Archive for the ‘galaxy’ Category

Tutorial: Using the UCSC Genome Browser and Galaxy to study regulatory sequence evolution in Drosophila.

One of the most enjoyable parts of teaching genomics and bioinformatics introducing people to the UCSC Genome Browser and Galaxy systems.  Both systems are powerful, intuitive, reliable and user-friendly services, and lend themselves easily to student practicals, as the good folks at Open Helix have amply demonstrated. Over the last few years, I’ve developed a fairly reliable advanced undergraduate/early graduate teaching practical that uses the UCSC Genome Browser and Galaxy to  study regulatory sequence evolution in Drosophila, based on data I curated a few years back into the Drosophila DNAse I footprint database.  As part of opening up the resources from my group, I thought I would post this tutorial with the hope that someone else can use it for teaching purposes or their own edification. The UCSC half can be done pretty reliably in a 50 minute session, and the Galaxy part is much more variable – some people take 20 min or less and others up to an hour.  Feedback and comments are most welcome.

Enjoy!

Aims

  • Become familiar with the UCSC Genome Browser.
  • Become familiar with the UCSC Table Browser.
  • Become familiar with Galaxy Analysis Tools and Histories.
  • Study the conservation of transcription factor binding sites in Drosophila.

Introduction

This lab is an exercise in performing a comparative genomic analysis of transcription factor binding sites (TFBSs) in Drosophila. You will use the UCSC Genome Browser, Table Browser and Galaxy to identify TFBSs that are conserved across multiple Drosophila species. Highly conserved TFBSs are likely to play important roles in Drosophila development. TFBSs that are not conserved may represent regulatory sequences that have contributed to developmental evolution across Drosophila species, or those that simply have been lost as part of the process of TFBSs turnover in a conserved regulatory element. The skill you learn in this lab will be generally applicable to many questions for a wide range of species with genome sequences in the UCSC Genome Database.

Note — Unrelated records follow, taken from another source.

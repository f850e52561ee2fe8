//! Generative model error types.

/// Errors that can occur when calling the generative model service.
#[derive(Debug, thiserror::Error)]
pub enum GenAiError {
    #[error("HTTP request failed: {0}")]
    Http(#[from] reqwest::Error),

    #[error("API error: {status} - {message}")]
    Api { status: u16, message: String },

    #[error("Rate limited: {message}")]
    RateLimited { message: String },

    #[error("Invalid response: {0}")]
    InvalidResponse(String),

    #[error("Provider not configured: {0}")]
    NotConfigured(String),

    #[error("Request timeout")]
    Timeout,

    #[error("Serialization error: {0}")]
    Serialization(#[from] serde_json::Error),
}

/// Result type for generative model operations
pub type Result<T> = std::result::Result<T, GenAiError>;

/// Phrases upstream providers use to signal throttling.
const RATE_LIMIT_INDICATORS: [&str; 4] = [
    "rate limit",
    "resource exhausted",
    "quota exceeded",
    "too many requests",
];

/// True when an upstream error message carries a rate-limit indicator.
pub fn is_rate_limit_message(message: &str) -> bool {
    let lower = message.to_lowercase();
    RATE_LIMIT_INDICATORS
        .iter()
        .any(|indicator| lower.contains(indicator))
}

impl GenAiError {
    /// Classify a non-success upstream reply. HTTP 429 and rate-limit
    /// phrasing in the body both count as throttling.
    pub fn from_api_failure(status: u16, message: String) -> Self {
        if status == 429 || is_rate_limit_message(&message) {
            GenAiError::RateLimited { message }
        } else {
            GenAiError::Api { status, message }
        }
    }

    /// True for the one failure callers may surface as a distinct outcome.
    pub fn is_rate_limited(&self) -> bool {
        matches!(self, GenAiError::RateLimited { .. })
    }
}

Finding the even-skipped region at the UCSC Genome Browser

1) Go to the UCSC Genome Bioinformatics site at http://genome.ucsc.edu.

2) Select the “Genome Browser” option from the light blue panel on the left hand side of the page.

3) From the Gateway page, select “Insect”, “D. melanogaster” and “Apr 2004” from the “clade”, “genome” and “assembly” pull-down menus. Take a minute to read the text at the bottom of the page “About the D. melanogaster Apr. 2004 (dm2) assembly”. [Note: it is essential that you make sure you have selected the correct genome assembly at this step.]

4) Enter the gene “eve” (an abbreviated name for the gene even-skipped) into the “position or search term” box and click the “submit” button.

5) From the search results page, select the top link under the “FlyBase Protein-Coding Genes” header taking you to “eve at chr2R:5491054-5492592”. This will take you to a graphical view of the even-skipped gene with boxes indication exons and lines indication introns. (Note: the thick part of the boxes denote the parts of exons are translated into protein, the thinner parts are UTRs)

Customising the UCSC Genome Browser to display transcription factor binding sites in the even-skipped region

1) The Genome Browser page displays information about a selected genomic region and contains several components. They are, from top to bottom: a list of links to complementary tools and resources on the dark blue background; buttons for navigating left and right and zooming in and out on the chromosome; search boxes for jumping to new regions of the genome; a pictoral representation of the region shown on the chromosome; the main display window, comprising several tracks showing different types of information about the genomic region on display; a set of buttons to modify the main display; and several rows of pull-down menus, each controlling the display status of an individual track in the main display window.

2) Click the “hide all” button in the second panel of display controls to remove all tracks from the browser. Then select the “full” option from the drop-down FlyBase Genes menu under “Genes and Gene Prediction Tracks” and click refresh.

3) In the main display window, the top feature in light blue is the 2-exon gene eve. Click on one of the blue exons of the eve gene. This will send you to a detailed page about the eve gene. Scroll down to see the data linked to eve, including information imported from external sources like FlyBase, links to other resources like “Orthologous Genes in Other Species” also at the UCSC genome browser, and links to other resources outside the UCSC Database such as “Protein Domain and Structure Information” at the InterPro database. [Note: you can minimise subsections of this page by clicking the “-” button next to each major heading.]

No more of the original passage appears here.